Link copied!
Unable to copy link. Please try again.
Key Takeaways
- The 60/30/10 budget splits your take-home pay into three buckets: 60% for needs, 30% for wants, and 10% for savings and debt.
- The problem with 60/30/10 is that set percentages don’t work for real people, whose needs are usually higher than 60%.
- For people wanting to get out of debt or build wealth, 10% for savings and debt isn’t enough.
- The best way to budget is zero-based budgeting: Give every dollar a specific job based on your actual life.
Budgeting doesn’t always feel easy, and percentage-based budgets like the 60/30/10 rule seem to make it simpler . . . at least on paper. Just set those numbers and forget about it, right?
Here's A Tip
The 60/30/10 budget divides your take-home pay into three buckets: 60% for needs like housing and groceries, 30% for wants like dining out and subscriptions, and 10% for savings and debt. It sounds simple, but most households spend more than 60% of their income on needs.
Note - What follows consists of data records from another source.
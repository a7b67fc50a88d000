use serde::Serialize;

#[derive(Debug, Serialize)]
pub struct ApiResponse<T> {
    pub success: bool,
    #[serde(skip_serializing_if = "Option::is_none")]
    pub data: Option<T>,
    #[serde(skip_serializing_if = "Option::is_none")]
    pub error: Option<String>,
}

impl<T> ApiResponse<T> {
    pub const fn success(data: T) -> Self {
        Self {
            success: true,
            data: Some(data),
            error: None,
        }
    }

    pub fn error(message: impl Into<String>) -> Self {
        Self {
            success: false,
            data: None,
            error: Some(message.into()),
        }
    }
}

#[derive(Debug, Serialize)]
pub struct LookupDto {
    pub id: i64,
    pub lyrics: String,
    pub artist_name: String,
    pub genre: String,
    pub first_possible_song: String,
    pub second_possible_song: String,
    pub third_possible_song: String,
    pub created_at: String,
}

impl From<crate::db::LookupRecord> for LookupDto {
    fn from(record: crate::db::LookupRecord) -> Self {
        Self {
            id: record.id,
            lyrics: record.lyrics,
            artist_name: record.artist_name,
            genre: record.genre,
            first_possible_song: record.first_possible_song,
            second_possible_song: record.second_possible_song,
            third_possible_song: record.third_possible_song,
            created_at: record.created_at,
        }
    }
}

#[derive(Debug, Serialize)]
pub struct SystemStatus {
    pub version: String,
    pub uptime: u64,
    pub total_lookups: i64,
}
Let’s look at the 60/30/10 rule, why it usually doesn’t work, and what to do instead.
What Is the 60/30/10 Budget Rule?
The 60/30/10 budget rule divides your monthly take-home pay into three categories: 60% for needs, 30% for wants, and 10% for savings or debt payoff. Every dollar is meant to land in one of those three buckets.
The 60/30/10 rule is a variation of the more widely known 50/30/20 rule. It’s the same principle, but it shifts 10% from savings into the needs category, probably to account for higher necessary costs. The trade-off is that it squeezes savings and debt payoff down to just 10%.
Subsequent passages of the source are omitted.